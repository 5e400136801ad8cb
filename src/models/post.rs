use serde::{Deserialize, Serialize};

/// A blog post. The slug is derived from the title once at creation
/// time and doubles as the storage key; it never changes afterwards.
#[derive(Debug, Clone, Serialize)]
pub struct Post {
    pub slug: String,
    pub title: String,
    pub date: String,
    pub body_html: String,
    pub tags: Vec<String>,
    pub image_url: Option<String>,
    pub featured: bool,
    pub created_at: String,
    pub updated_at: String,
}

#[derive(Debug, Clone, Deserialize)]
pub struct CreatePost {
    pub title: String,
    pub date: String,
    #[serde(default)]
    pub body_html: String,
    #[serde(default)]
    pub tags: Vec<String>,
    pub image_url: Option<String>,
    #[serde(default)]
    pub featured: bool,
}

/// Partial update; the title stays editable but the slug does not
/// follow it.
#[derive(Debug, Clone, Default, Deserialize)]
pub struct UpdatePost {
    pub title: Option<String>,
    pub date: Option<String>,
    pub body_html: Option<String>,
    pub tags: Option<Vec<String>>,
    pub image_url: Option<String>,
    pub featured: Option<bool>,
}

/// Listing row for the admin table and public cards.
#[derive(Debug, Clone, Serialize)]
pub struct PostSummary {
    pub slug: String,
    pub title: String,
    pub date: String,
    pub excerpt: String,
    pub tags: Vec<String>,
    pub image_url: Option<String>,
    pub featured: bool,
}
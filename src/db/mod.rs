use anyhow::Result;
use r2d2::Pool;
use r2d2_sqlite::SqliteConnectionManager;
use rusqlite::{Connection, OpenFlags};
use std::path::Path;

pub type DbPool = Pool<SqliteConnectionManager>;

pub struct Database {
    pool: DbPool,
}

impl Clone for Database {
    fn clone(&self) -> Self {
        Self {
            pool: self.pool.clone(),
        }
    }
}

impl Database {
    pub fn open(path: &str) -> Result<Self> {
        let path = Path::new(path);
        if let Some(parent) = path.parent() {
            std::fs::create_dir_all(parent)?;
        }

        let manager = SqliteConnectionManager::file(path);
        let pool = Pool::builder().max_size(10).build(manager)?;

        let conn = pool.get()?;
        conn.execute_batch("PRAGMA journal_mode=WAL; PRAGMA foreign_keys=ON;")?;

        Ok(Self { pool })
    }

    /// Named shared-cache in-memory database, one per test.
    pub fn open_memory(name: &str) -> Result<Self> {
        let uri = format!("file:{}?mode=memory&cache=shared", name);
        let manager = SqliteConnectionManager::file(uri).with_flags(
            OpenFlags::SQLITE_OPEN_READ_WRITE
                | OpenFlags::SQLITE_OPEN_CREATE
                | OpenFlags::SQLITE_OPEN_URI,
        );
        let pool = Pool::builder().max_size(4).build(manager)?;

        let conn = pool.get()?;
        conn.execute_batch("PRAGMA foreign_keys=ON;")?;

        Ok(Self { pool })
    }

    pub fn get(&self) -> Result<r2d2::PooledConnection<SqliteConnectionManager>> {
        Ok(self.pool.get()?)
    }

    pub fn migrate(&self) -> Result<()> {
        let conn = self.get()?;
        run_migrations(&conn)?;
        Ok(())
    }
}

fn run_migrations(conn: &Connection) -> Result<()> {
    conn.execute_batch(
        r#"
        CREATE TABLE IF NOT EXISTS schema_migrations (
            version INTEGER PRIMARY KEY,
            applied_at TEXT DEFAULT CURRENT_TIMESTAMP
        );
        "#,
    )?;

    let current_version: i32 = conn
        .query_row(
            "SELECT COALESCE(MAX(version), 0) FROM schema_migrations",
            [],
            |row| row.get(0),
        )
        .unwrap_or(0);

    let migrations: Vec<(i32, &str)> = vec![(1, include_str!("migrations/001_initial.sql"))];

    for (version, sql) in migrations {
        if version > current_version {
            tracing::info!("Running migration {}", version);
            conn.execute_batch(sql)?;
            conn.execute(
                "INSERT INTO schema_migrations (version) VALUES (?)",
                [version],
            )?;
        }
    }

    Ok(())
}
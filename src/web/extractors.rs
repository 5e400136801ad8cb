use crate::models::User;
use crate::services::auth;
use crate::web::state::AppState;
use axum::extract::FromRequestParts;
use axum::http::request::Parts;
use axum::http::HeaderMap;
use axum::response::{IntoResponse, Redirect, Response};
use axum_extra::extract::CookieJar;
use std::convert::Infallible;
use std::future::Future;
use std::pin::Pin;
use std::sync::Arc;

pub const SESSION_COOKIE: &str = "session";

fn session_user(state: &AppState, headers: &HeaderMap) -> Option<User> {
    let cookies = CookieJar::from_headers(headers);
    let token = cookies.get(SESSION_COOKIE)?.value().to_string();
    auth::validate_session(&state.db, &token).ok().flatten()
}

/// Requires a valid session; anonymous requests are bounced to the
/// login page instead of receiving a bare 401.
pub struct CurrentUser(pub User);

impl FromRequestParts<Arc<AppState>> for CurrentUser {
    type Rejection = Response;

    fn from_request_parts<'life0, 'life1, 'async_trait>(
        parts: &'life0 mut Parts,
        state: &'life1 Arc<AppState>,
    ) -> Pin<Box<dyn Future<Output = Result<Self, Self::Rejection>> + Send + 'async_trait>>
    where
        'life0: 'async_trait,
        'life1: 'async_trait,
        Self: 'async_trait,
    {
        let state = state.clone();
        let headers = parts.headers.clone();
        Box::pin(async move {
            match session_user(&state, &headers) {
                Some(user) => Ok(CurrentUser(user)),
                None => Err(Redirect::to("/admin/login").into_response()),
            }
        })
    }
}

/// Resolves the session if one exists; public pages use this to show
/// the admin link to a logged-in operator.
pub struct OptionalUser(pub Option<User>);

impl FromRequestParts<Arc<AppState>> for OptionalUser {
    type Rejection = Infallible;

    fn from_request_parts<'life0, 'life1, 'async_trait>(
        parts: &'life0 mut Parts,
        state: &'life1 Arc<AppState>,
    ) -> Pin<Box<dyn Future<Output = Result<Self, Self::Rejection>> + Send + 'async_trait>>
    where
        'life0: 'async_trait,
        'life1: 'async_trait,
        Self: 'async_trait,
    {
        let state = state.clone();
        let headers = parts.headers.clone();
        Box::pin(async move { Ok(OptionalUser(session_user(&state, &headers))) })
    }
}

☆ ☆ ☆ ☆ ☆ ☆ ☆

EXERCISE
The whole of the material above should be written out again, exactly.

RESPONSE TO THE EXERCISE
repository 5e400136801ad8cb
filename src/models/post.rs
use serde::{Deserialize, Serialize};

/// A blog post. The slug is derived from the title once at creation
/// time and doubles as the storage key; it never changes afterwards.
#[derive(Debug, Clone, Serialize)]
pub struct Post {
    pub slug: String,
    pub title: String,
    pub date: String,
    pub body_html: String,
    pub tags: Vec<String>,
    pub image_url: Option<String>,
    pub featured: bool,
    pub created_at: String,
    pub updated_at: String,
}

#[derive(Debug, Clone, Deserialize)]
pub struct CreatePost {
    pub title: String,
    pub date: String,
    #[serde(default)]
    pub body_html: String,
    #[serde(default)]
    pub tags: Vec<String>,
    pub image_url: Option<String>,
    #[serde(default)]
    pub featured: bool,
}

/// Partial update; the title stays editable but the slug does not
/// follow it.
#[derive(Debug, Clone, Default, Deserialize)]
pub struct UpdatePost {
    pub title: Option<String>,
    pub date: Option<String>,
    pub body_html: Option<String>,
    pub tags: Option<Vec<String>>,
    pub image_url: Option<String>,
    pub featured: Option<bool>,
}

/// Listing row for the admin table and public cards.
#[derive(Debug, Clone, Serialize)]
pub struct PostSummary {
    pub slug: String,
    pub title: String,
    pub date: String,
    pub excerpt: String,
    pub tags: Vec<String>,
    pub image_url: Option<String>,
    pub featured: bool,
}
filename src/db/mod.rs
use anyhow::Result;
use r2d2::Pool;
use r2d2_sqlite::SqliteConnectionManager;
use rusqlite::{Connection, OpenFlags};
use std::path::Path;

pub type DbPool = Pool<SqliteConnectionManager>;

pub struct Database {
    pool: DbPool,
}

impl Clone for Database {
    fn clone(&self) -> Self {
        Self {
            pool: self.pool.clone(),
        }
    }
}

impl Database {
    pub fn open(path: &str) -> Result<Self> {
        let path = Path::new(path);
        if let Some(parent) = path.parent() {
            std::fs::create_dir_all(parent)?;
        }

        let manager = SqliteConnectionManager::file(path);
        let pool = Pool::builder().max_size(10).build(manager)?;

        let conn = pool.get()?;
        conn.execute_batch("PRAGMA journal_mode=WAL; PRAGMA foreign_keys=ON;")?;

        Ok(Self { pool })
    }

    /// Named shared-cache in-memory database, one per test.
    pub fn open_memory(name: &str) -> Result<Self> {
        let uri = format!("file:{}?mode=memory&cache=shared", name);
        let manager = SqliteConnectionManager::file(uri).with_flags(
            OpenFlags::SQLITE_OPEN_READ_WRITE
                | OpenFlags::SQLITE_OPEN_CREATE
                | OpenFlags::SQLITE_OPEN_URI,
        );
        let pool = Pool::builder().max_size(4).build(manager)?;

        let conn = pool.get()?;
        conn.execute_batch("PRAGMA foreign_keys=ON;")?;

        Ok(Self { pool })
    }

    pub fn get(&self) -> Result<r2d2::PooledConnection<SqliteConnectionManager>> {
        Ok(self.pool.get()?)
    }

    pub fn migrate(&self) -> Result<()> {
        let conn = self.get()?;
        run_migrations(&conn)?;
        Ok(())
    }
}

fn run_migrations(conn: &Connection) -> Result<()> {
    conn.execute_batch(
        r#"
        CREATE TABLE IF NOT EXISTS schema_migrations (
            version INTEGER PRIMARY KEY,
            applied_at TEXT DEFAULT CURRENT_TIMESTAMP
        );
        "#,
    )?;

    let current_version: i32 = conn
        .query_row(
            "SELECT COALESCE(MAX(version), 0) FROM schema_migrations",
            [],
            |row| row.get(0),
        )
        .unwrap_or(0);

    let migrations: Vec<(i32, &str)> = vec![(1, include_str!("migrations/001_initial.sql"))];

    for (version, sql) in migrations {
        if version > current_version {
            tracing::info!("Running migration {}", version);
            conn.execute_batch(sql)?;
            conn.execute(
                "INSERT INTO schema_migrations (version) VALUES (?)",
                [version],
            )?;
        }
    }

    Ok(())
}
filename src/web/extractors.rs
repository 5e400136801ad8cb
use crate::models::User;
use crate::services::auth;
use crate::web::state::AppState;
use axum::extract::FromRequestParts;
use axum::http::request::Parts;
use axum::http::HeaderMap;
use axum::response::{IntoResponse, Redirect, Response};
use axum_extra::extract::CookieJar;
use std::convert::Infallible;
use std::future::Future;
use std::pin::Pin;
use std::sync::Arc;

pub const SESSION_COOKIE: &str = "session";

fn session_user(state: &AppState, headers: &HeaderMap) -> Option<User> {
    let cookies = CookieJar::from_headers(headers);
    let token = cookies.get(SESSION_COOKIE)?.value().to_string();
    auth::validate_session(&state.db, &token).ok().flatten()
}

/// Requires a valid session; anonymous requests are bounced to the
/// login page instead of receiving a bare 401.
pub struct CurrentUser(pub User);

impl FromRequestParts<Arc<AppState>> for CurrentUser {
    type Rejection = Response;

    fn from_request_parts<'life0, 'life1, 'async_trait>(
        parts: &'life0 mut Parts,
        state: &'life1 Arc<AppState>,
    ) -> Pin<Box<dyn Future<Output = Result<Self, Self::Rejection>> + Send + 'async_trait>>
    where
        'life0: 'async_trait,
        'life1: 'async_trait,
        Self: 'async_trait,
    {
        let state = state.clone();
        let headers = parts.headers.clone();
        Box::pin(async move {
            match session_user(&state, &headers) {
                Some(user) => Ok(CurrentUser(user)),
                None => Err(Redirect::to("/admin/login").into_response()),
            }
        })
    }
}

/// Resolves the session if one exists; public pages use this to show
/// the admin link to a logged-in operator.
pub struct OptionalUser(pub Option<User>);

impl FromRequestParts<Arc<AppState>> for OptionalUser {
    type Rejection = Infallible;

    fn from_request_parts<'life0, 'life1, 'async_trait>(
        parts: &'life0 mut Parts,
        state: &'life1 Arc<AppState>,
    ) -> Pin<Box<dyn Future<Output = Result<Self, Self::Rejection>> + Send + 'async_trait>>
    where
        'life0: 'async_trait,
        'life1: 'async_trait,
        Self: 'async_trait,
    {
        let state = state.clone();
        let headers = parts.headers.clone();
        Box::pin(async move { Ok(OptionalUser(session_user(&state, &headers))) })
    }
}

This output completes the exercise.